This story appears in the October 2015 issue of Entrepreneur. Subscribe »

Growing up in rural Michigan, Jesse Vollmar watched as technology transformed the world around him, while life on the farm remained labor-intensive and stuck in the past. “There was a widening gap between what was possible and what was actually being applied to agriculture,” he says.

In 2012 Vollmar and fellow computer science grad Brad Koch founded Ann Arbor-based FarmLogs. Their goal: to create web and mobile software that gives farmers instant access to soil maps, rainfall statistics and heat mapping and growth analyses to help make farming more efficient and profitable. 

FarmLogs partnered with a satellite operator to gather and analyze data from the past five growing seasons.

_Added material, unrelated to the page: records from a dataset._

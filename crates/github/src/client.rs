//! REST client for the two endpoints the checker uses.

use std::time::Duration;

use async_trait::async_trait;
use reqwest::header::{HeaderMap, HeaderValue, ACCEPT, AUTHORIZATION};
use reqwest::Url;
use serde::de::DeserializeOwned;
use thiserror::Error;
use tracing::{debug, instrument};
use tracker::{
    ApiError, CancelToken, ChannelName, CommitSha, CompareResult, GitHubApi, PrNumber,
    PullRequest, REPO_NAME, REPO_OWNER,
};

use crate::classify::classify_failure;
use crate::wire::PullRequestPayload;

/// Public GitHub REST API.
pub const DEFAULT_API_URL: &str = "https://api.github.com";

/// Per-request transport timeout.
pub const DEFAULT_REQUEST_TIMEOUT: Duration = Duration::from_secs(30);

const API_VERSION: &str = "2022-11-28";
const USER_AGENT: &str = concat!("nprt/", env!("CARGO_PKG_VERSION"));

/// Errors raised while constructing a [`RestClient`].
#[derive(Debug, Error)]
pub enum ClientError {
    /// The base URL does not parse or cannot carry a path.
    #[error("invalid GitHub API URL '{url}': {reason}")]
    InvalidBaseUrl {
        /// The rejected URL.
        url: String,
        /// Why it was rejected.
        reason: String,
    },

    /// The token contains bytes that are not valid in an HTTP header.
    #[error("GitHub token contains characters not allowed in an HTTP header")]
    InvalidToken,

    /// The underlying HTTP client could not be built (e.g. TLS backend failure).
    #[error("failed to build HTTP client: {0}")]
    Build(#[from] reqwest::Error),
}

/// GitHub REST API client scoped to `NixOS/nixpkgs`.
///
/// Authenticates with `Authorization: token <token>` when a token is given and
/// falls back to anonymous access otherwise. Performs no retries.
#[derive(Debug, Clone)]
pub struct RestClient {
    http: reqwest::Client,
    base_url: Url,
    authenticated: bool,
}

impl RestClient {
    /// Creates a client for [`DEFAULT_API_URL`].
    ///
    /// A `None` or blank `token` means anonymous access.
    pub fn new(token: Option<&str>) -> Result<Self, ClientError> {
        Self::with_options(DEFAULT_API_URL, token, DEFAULT_REQUEST_TIMEOUT)
    }

    /// Creates a client for an arbitrary API root, e.g. a local test server or
    /// a GitHub Enterprise `https://host/api/v3`.
    pub fn with_options(
        base_url: &str,
        token: Option<&str>,
        request_timeout: Duration,
    ) -> Result<Self, ClientError> {
        let base_url = parse_base_url(base_url)?;

        let mut headers = HeaderMap::new();
        headers.insert(ACCEPT, HeaderValue::from_static("application/vnd.github+json"));
        headers.insert("x-github-api-version", HeaderValue::from_static(API_VERSION));

        let token = token.map(str::trim).filter(|t| !t.is_empty());
        if let Some(token) = token {
            let mut value = HeaderValue::from_str(&format!("token {token}"))
                .map_err(|_| ClientError::InvalidToken)?;
            value.set_sensitive(true);
            headers.insert(AUTHORIZATION, value);
        }

        let http = reqwest::Client::builder()
            .user_agent(USER_AGENT)
            .default_headers(headers)
            .timeout(request_timeout)
            .build()?;

        Ok(Self {
            http,
            base_url,
            authenticated: token.is_some(),
        })
    }

    /// Returns `true` if requests carry a token.
    pub fn is_authenticated(&self) -> bool {
        self.authenticated
    }

    /// The API root requests are sent to.
    pub fn base_url(&self) -> &Url {
        &self.base_url
    }

    /// Builds `{base}/repos/NixOS/nixpkgs/{tail...}`, percent-encoding each
    /// tail element as a single path segment.
    fn repo_endpoint(&self, tail: &[&str]) -> Result<Url, ApiError> {
        let mut url = self.base_url.clone();
        {
            let mut path = url.path_segments_mut().map_err(|()| {
                ApiError::transport(format!("base URL {} cannot carry a path", self.base_url))
            })?;
            path.pop_if_empty()
                .extend(["repos", REPO_OWNER, REPO_NAME])
                .extend(tail);
        }
        Ok(url)
    }

    /// Issues a GET and decodes a 2xx body as `T`; classifies anything else.
    async fn get_json<T: DeserializeOwned>(&self, url: Url, subject: &str) -> Result<T, ApiError> {
        debug!(%url, "GET");
        let response = self
            .http
            .get(url)
            .send()
            .await
            .map_err(ApiError::transport)?;

        let status = response.status();
        debug!(status = status.as_u16(), "response received");

        if status.is_success() {
            return response.json::<T>().await.map_err(ApiError::transport);
        }

        let headers = response.headers().clone();
        // A body that fails to arrive still leaves the status to classify on.
        let body = response.text().await.unwrap_or_default();
        Err(classify_failure(status, &headers, &body, subject))
    }
}

fn parse_base_url(raw: &str) -> Result<Url, ClientError> {
    let invalid = |reason: String| ClientError::InvalidBaseUrl {
        url: raw.to_string(),
        reason,
    };

    let url = Url::parse(raw.trim()).map_err(|e| invalid(e.to_string()))?;
    if url.cannot_be_a_base() {
        return Err(invalid("URL cannot carry a path".to_string()));
    }
    if !matches!(url.scheme(), "http" | "https") {
        return Err(invalid(format!("unsupported scheme '{}'", url.scheme())));
    }
    Ok(url)
}

#[async_trait]
impl GitHubApi for RestClient {
    #[instrument(skip_all, fields(pr = %number))]
    async fn get_pull_request(
        &self,
        cancel: &CancelToken,
        number: PrNumber,
    ) -> Result<PullRequest, ApiError> {
        let url = self.repo_endpoint(&["pulls", &number.to_string()])?;
        let subject = format!("pull request #{number}");

        let payload: PullRequestPayload = cancel.guard(self.get_json(url, &subject)).await?;
        payload.into_domain()
    }

    #[instrument(skip_all, fields(commit = %commit, branch = %branch))]
    async fn compare_commit_with_branch(
        &self,
        cancel: &CancelToken,
        commit: &CommitSha,
        branch: &ChannelName,
    ) -> Result<CompareResult, ApiError> {
        // Base is the commit and head is the branch, so `behind_by` counts
        // commits the branch is missing; zero means the commit is an ancestor.
        let basehead = format!("{commit}...{branch}");
        let url = self.repo_endpoint(&["compare", &basehead])?;
        let subject = format!("comparison of {commit} with branch {branch}");

        cancel.guard(self.get_json(url, &subject)).await
    }
}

Armed with information about rainfall, temperature and soil conditions, the startup created comprehensive maps of conditions in the fields—the type of intel farmers once had to gather by traversing every acre under production, manually noting any changes they observed.

Image Credit: Tom Mckenzie

“Farmers shouldn’t have to be data scientists, tech geeks or designers to manage their operations,” Vollmar says. “This was the first time complex data like this was accessible to farmers.” 

After participating in the Y Combinator tech accelerator—FarmLogs was the first farming-focused startup ever accepted into the program—the duo started marketing their data science tools to farmers growing row crops such as corn, wheat and soybeans. The potential global market helped Vollmar, CEO, and Koch, CTO, raise $15 million in venture capital, including a $10 million Series B round funded last winter. 

Vollmar claims that FarmLogs has already managed more than $20 billion worth of U.S. crops, an amount that represents 25 percent of the market.

For the 2015 growing season, FarmLogs introduced a free crop-health monitoring tool that uses satellite images to identify flooding, pest problems and other threats. If a problem is spotted, farmers receive a text alert with the exact GPS coordinates of the trouble zone. 

Revenue comes from convincing farmers to upgrade to an annual subscription for $299, which includes access to a feature that automatically records activities such as seeding and harvesting.

Nearly all the farmers using FarmLogs are located in the Midwest, with at least 100 acres in production, but Vollmar sees the whole world and the $4.2 trillion global agri-business industry as a potential customer base. 

“Big ag companies weren’t pushing the industry forward at a pace we felt the farmers deserved,” he says. “We wanted to build a business that has a massive impact on agriculture and lets us invent the future of farming.”